──────── Data supplied

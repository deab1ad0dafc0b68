//! Autofix Analyzer - Failure classification
//!
//! Extracts classified error events from raw CI run logs and structured
//! annotations:
//! - [`Catalog`]: ordered, append-only `{matcher, remedy}` rules
//! - [`LogAnalyzer`]: traceback-aware scanning with umbrella suppression
//! - [`ErrorSignature`]: run-independent failure keys
//! - [`CandidatePattern`]: uncovered failure lines for catalog growth
//!
//! # Example
//!
//! ```rust
//! use autofix_analyzer::{Catalog, LogAnalyzer};
//!
//! let catalog = Catalog::builtin().unwrap();
//! let analysis = LogAnalyzer::default().analyze(
//!     "2024-05-01T10:00:00Z sdkmanager: command not found\n",
//!     &[],
//!     &catalog,
//! );
//! assert_eq!(analysis.events.len(), 1);
//! assert_eq!(analysis.events[0].pattern_id.as_deref(), Some("sdkmanager-missing"));
//! ```

#![warn(unreachable_pub)]
#![allow(missing_docs)]

pub mod analyzer;
pub mod catalog;
pub mod error;
pub mod event;
pub mod signature;

pub use analyzer::{AnalyzerConfig, Analysis, CandidatePattern, LogAnalyzer};
pub use catalog::{Catalog, RemedyRule, RuleOrigin, StepRemedy, BUILTIN_CATALOG_YAML};
pub use error::{CatalogError, CatalogResult};
pub use event::{Annotation, AnnotationLevel, ErrorEvent, EventKind, EventSource};
pub use signature::ErrorSignature;

/// Prelude module for common imports
pub mod prelude {
    //! Common imports for log analysis
    pub use crate::{
        Analysis, Annotation, Catalog, ErrorEvent, ErrorSignature, EventKind, LogAnalyzer,
    };
}

/// Version of this crate
pub const VERSION: &str = env!("CARGO_PKG_VERSION");
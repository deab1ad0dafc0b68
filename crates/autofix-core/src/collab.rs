//! External collaborators
//!
//! The orchestrator reaches the outside world only through these traits:
//! the CI platform, the version-control side that holds and publishes the
//! pipeline document, and an optional suggestion oracle.

use std::fmt::{self, Display, Formatter};

use autofix_analyzer::{Annotation, ErrorSignature};
use autofix_ledger::StepConclusion;
use autofix_pipeline::PipelineDocument;
use chrono::{DateTime, Utc};
use serde::{Deserialize, Serialize};

use crate::error::CollaboratorError;

/// Lifecycle state of a run
#[derive(Debug, Clone, Copy, PartialEq, Eq, Serialize, Deserialize)]
#[serde(rename_all = "snake_case")]
pub enum RunStatus {
    Queued,
    InProgress,
    Completed,
}

/// How a completed run ended
#[derive(Debug, Clone, Copy, PartialEq, Eq, Serialize, Deserialize)]
#[serde(rename_all = "snake_case")]
pub enum RunConclusion {
    Success,
    Failure,
    Cancelled,
    TimedOut,
    /// Run could not start, usually an invalid pipeline document
    StartupFailure,
}

impl Display for RunConclusion {
    fn fmt(&self, f: &mut Formatter<'_>) -> fmt::Result {
        f.write_str(match self {
            Self::Success => "success",
            Self::Failure => "failure",
            Self::Cancelled => "cancelled",
            Self::TimedOut => "timed_out",
            Self::StartupFailure => "startup_failure",
        })
    }
}

/// One pipeline run
#[derive(Debug, Clone, PartialEq, Eq, Serialize, Deserialize)]
pub struct RunInfo {
    pub id: u64,
    pub status: RunStatus,
    #[serde(default)]
    pub conclusion: Option<RunConclusion>,
    pub commit_ref: String,
    pub created_at: DateTime<Utc>,
}

impl RunInfo {
    /// Whether the run reached a terminal state
    #[inline]
    #[must_use]
    pub fn is_completed(&self) -> bool {
        self.status == RunStatus::Completed
    }

    /// Whether the run completed successfully
    #[inline]
    #[must_use]
    pub fn succeeded(&self) -> bool {
        self.is_completed() && self.conclusion == Some(RunConclusion::Success)
    }
}

/// Per-step conclusion reported for a run
#[derive(Debug, Clone, PartialEq, Eq, Serialize, Deserialize)]
pub struct StepResult {
    pub name: String,
    pub conclusion: StepConclusion,
}

/// CI platform client
#[cfg_attr(test, mockall::automock)]
pub trait CiClient {
    /// Most recent run of the pipeline, if any
    ///
    /// # Errors
    /// Returns error if the platform cannot be reached
    fn latest_run(&self, pipeline_id: &str) -> Result<Option<RunInfo>, CollaboratorError>;

    /// Raw log text of a run
    ///
    /// # Errors
    /// Returns `NotReady` while logs are still being assembled
    fn logs(&self, run_id: u64) -> Result<String, CollaboratorError>;

    /// Structured annotations of a run
    ///
    /// # Errors
    /// Returns error if the platform cannot be reached
    fn annotations(&self, run_id: u64) -> Result<Vec<Annotation>, CollaboratorError>;

    /// Per-step conclusions of a run; platforms without step data report none
    ///
    /// # Errors
    /// Returns error if the platform cannot be reached
    fn step_results(&self, run_id: u64) -> Result<Vec<StepResult>, CollaboratorError> {
        let _ = run_id;
        Ok(Vec::new())
    }
}

/// Version-control side: holds the current document and publishes new ones
#[cfg_attr(test, mockall::automock)]
pub trait Publisher {
    /// Text of the document as currently committed
    ///
    /// # Errors
    /// Returns error if the document cannot be read
    fn current_document(&self) -> Result<String, CollaboratorError>;

    /// Commit and push `document`
    ///
    /// # Errors
    /// Returns error if the transport fails
    fn publish(&self, document: &PipelineDocument, message: &str) -> Result<(), CollaboratorError>;
}

/// Everything the oracle is told about one failure
#[derive(Debug, Clone, PartialEq, Eq, Serialize, Deserialize)]
pub struct ContextBundle {
    pub signature: ErrorSignature,
    pub error_text: String,
    pub context: Vec<String>,
    pub associated_step: Option<String>,
    pub document: String,
    /// Remedy ids already tried for this signature
    pub attempted: Vec<String>,
}

impl ContextBundle {
    /// Trim the bundle to roughly `max_chars`
    ///
    /// Context lines furthest from the error go first, then the document is
    /// truncated.
    #[must_use]
    pub fn truncated(mut self, max_chars: usize) -> Self {
        let size = |b: &Self| {
            b.error_text.len() + b.document.len() + b.context.iter().map(String::len).sum::<usize>()
        };
        while size(&self) > max_chars && !self.context.is_empty() {
            let drop_front = self.context.len() % 2 == 0;
            if drop_front {
                self.context.remove(0);
            } else {
                self.context.pop();
            }
        }
        let budget = max_chars.saturating_sub(self.error_text.len());
        if self.document.len() > budget {
            let mut cut = budget;
            while !self.document.is_char_boundary(cut) {
                cut -= 1;
            }
            self.document.truncate(cut);
        }
        self
    }
}

/// Best-effort source of fragments for failures no local rule covers
#[cfg_attr(test, mockall::automock)]
pub trait SuggestionOracle {
    /// Suggested step fragment, as YAML text
    ///
    /// # Errors
    /// Returns error if no suggestion could be produced
    fn suggest(&self, bundle: &ContextBundle) -> Result<String, CollaboratorError>;
}

#[cfg(test)]
mod tests {
    use super::*;

    fn bundle(context: usize, doc: usize) -> ContextBundle {
        ContextBundle {
            signature: ErrorSignature::from_text("boom"),
            error_text: "boom".into(),
            context: (0..context).map(|i| format!("line {i:04}")).collect(),
            associated_step: None,
            document: "x".repeat(doc),
            attempted: Vec::new(),
        }
    }

    #[test]
    fn truncation_drops_outer_context_first() {
        let b = bundle(10, 10).truncated(4 + 10 + 9 * 4);
        assert_eq!(b.context.len(), 4);
        assert_eq!(b.document.len(), 10);
        assert!(b.context.contains(&"line 0005".to_string()));
    }

    #[test]
    fn truncation_cuts_document_last() {
        let b = bundle(0, 100).truncated(50);
        assert_eq!(b.document.len(), 46);
    }

    #[test]
    fn default_step_results_are_empty() {
        struct Bare;
        impl CiClient for Bare {
            fn latest_run(&self, _: &str) -> Result<Option<RunInfo>, CollaboratorError> {
                Ok(None)
            }
            fn logs(&self, _: u64) -> Result<String, CollaboratorError> {
                Ok(String::new())
            }
            fn annotations(&self, _: u64) -> Result<Vec<Annotation>, CollaboratorError> {
                Ok(Vec::new())
            }
        }
        assert_eq!(Bare.step_results(1), Ok(Vec::new()));
    }
}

────────────────

■ What is expected ■
If a line contains the word "StepConclusion", it counts; please state how many such lines the records above have, and nothing more.

■ Output of the task ■
2